I mean, trends are so flawlessly trendy. For example, the movie Sideways pushed pinot noir consumption in this country to unprecedented heights, because the movie’s “hero” Miles — what a loser! — preferred pinot noir wines to all others. People who before they saw Sideways were saying, “I don’t understand pinot noir, I just don’t get it,” were drinking the stuff by the gallon. Now that the back-draft from that (deeply flawed) film has finally evaporated, everyone can go back to their dark corners and mutter, “I don’t understand pinot noir, I just don’t get it,” and leave the rest of us alone.
Anyway, right off the bat, my advice to the editors and writers of F&W is: Deep-six the term “über,” as in “über-chef Thomas Keller” and “über-restaurateur Danny Meyer.” In this Nietzschean carnival of hyperbole, I suppose Helen Turley would be an “über-winemaker” and a large blue potato would be an “über-blue-tuber.” Talk about a cold, dead slug of a cliché! (I’ll extend the hand of forgiveness if they want to write “über-blog BiggerThanYourHead.”)

You might like to know that, according to F&W, the “Menu Buzzwords” for 2009 will be Frosting Shot — “Cupcake frosting sold straight up in little paper cups”; Gibralter — ” Double espresso with frothy milk, served in a glass”; Gnocchi — “Made with whole wheat, rye, brioche, black olives, dill or bacon” (no buckwheat?); Mortadella — “On charcuterie plates; pistachio- or truffle-speckled”; Sablefish — “Flaky, buttery, sweet — and sustainable — black cod.”

Personally, I plan, for 2009, to boycott any menus that use any of those “buzzwords.” In fact, I would like the word “buzzword” not to come within 3,000 miles of my eyesight, lest I squash it like a gnat beneath my ink-well. L’oeuf du ému

Other trends I will be wary of include restaurants where “customers order from touch screens that double as game consoles” — nobody has to talk to anybody! — and egg bars in gourmet grocery stores. That’s right, selected “Whole Foods locations in the Northeast and parts of Ohio” — parts of Ohio? — will stock ostrich eggs as well as the eggs of ducks, quail, pheasant and “deep-green emu eggs.” As if it’s not difficult enough standing in the grocery store in a dither trying to choose among organic eggs, free-range eggs and Omega-3 eggs from plain old hens.

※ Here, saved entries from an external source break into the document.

#[test]
fn test_focus_replaces_previous_indicator() {
    let mut h = MachineHarness::new(vec![photo_profile("rdt")]);
    h.settle();

    h.send(Event::FocusRequested {
        point: FocusPoint { x: 0.2, y: 0.3 },
    });
    let first = h.state.focus().expect("focus indicator");
    assert_eq!(
        h.scheduler.duration_of(first.timer),
        Some(Duration::from_millis(2000))
    );

    let effects = h.send(Event::FocusRequested {
        point: FocusPoint { x: 0.7, y: 0.7 },
    });
    let second = h.state.focus().expect("focus indicator");
    assert!(effects.contains(&Effect::CancelTimer(first.timer)));
    assert!(effects.contains(&Effect::FocusCamera(FocusPoint { x: 0.7, y: 0.7 })));
    assert_eq!(h.scheduler.outstanding(), 1);

    h.fire(second.timer);
    assert_eq!(h.state.focus(), None);
}

#[test]
fn test_focus_outside_viewport_is_ignored() {
    let mut h = MachineHarness::new(vec![photo_profile("rdt")]);
    h.settle();
    let before = h.state.clone();
    assert!(h
        .send(Event::FocusRequested {
            point: FocusPoint { x: 1.5, y: 0.5 },
        })
        .is_empty());
    assert_eq!(h.state, before);
}

#[test]
fn test_view_projection() {
    let mut h = MachineHarness::new(vec![
        skippable(barcode_profile("qr", None)),
        photo_profile("rdt"),
    ]);

    let view = h.machine.view(&h.state);
    assert_eq!(view.phase, Phase::Entering);
    assert_eq!(view.step_count, 2);
    assert_eq!(view.message.as_deref(), Some("Scan qr"));
    assert!(view.busy);
    assert!(!view.skip_enabled);
    assert_eq!(view.flash, None);

    h.settle();
    h.send(Event::CameraReady);
    let view = h.machine.view(&h.state);
    assert!(view.skip_enabled);
    assert!(!view.capture_enabled);
    assert!(!view.busy);

    complete_current_step(&mut h);
    h.settle();
    let view = h.machine.view(&h.state);
    assert_eq!(view.step_id, "rdt");
    assert!(view.capture_enabled);
    assert_eq!(view.flash, Some(FlashState::On));

    h.send(Event::CaptureRequested);
    let view = h.machine.view(&h.state);
    assert!(view.capturing);
    assert!(view.busy);
    assert!(!view.capture_enabled);
}

#[test]
fn test_scan_while_entering_without_grace_is_dropped() {
    let mut h = MachineHarness::new(vec![barcode_profile("qr", None)]);
    assert!(!h.machine.accepts_scan(&h.state));
    h.send(Event::ScanAccepted {
        step: 0,
        payload: "A".to_string(),
    });
    assert_eq!(h.phase(), Phase::Entering);
    assert!(!h.state.scan_accepted());

    h.finish_animation();
    assert_eq!(h.phase(), Phase::Active);
    assert!(!h.state.scan_accepted());
    assert_eq!(h.scheduler.outstanding(), 0);

    // A fresh scan once active confirms straight away
    assert!(h.machine.accepts_scan(&h.state));
    h.send(Event::ScanAccepted {
        step: 0,
        payload: "B".to_string(),
    });
    assert_eq!(h.phase(), Phase::ScanConfirming);
}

O.K., here I’ll say that I actually enjoy Food & Wine magazine — but not the wine part so much because Lettie Teague is becoming the Gael Greene of wine-writers; “my friends” this and “my friends” that, sheesh — especially for the recipes, which we often use, but gee, when you combine the tendency toward archness and whimsy and aching cuteness and the almost unseemly yearning to be hip that F&W exudes, along with Bon Appetit and Gourmet, combined with the constant blurring of the line between editorial content and advertising, it’s a relief to turn to a publication like Cook’s Illustrated, which features no advertising, no color food-porno shots and no celebrity-chef-guest-contributors. It’s just a magazine for people who want to cook better. You have to love a publication that says, “We wanted to see what brand of oatmeal is really best, so we gathered 87 brands of oatmeal, including three from Bulgaria, and prepared them under precisely the same conditions in our test kitchens,” and then they tell you what the über-oatmeal is.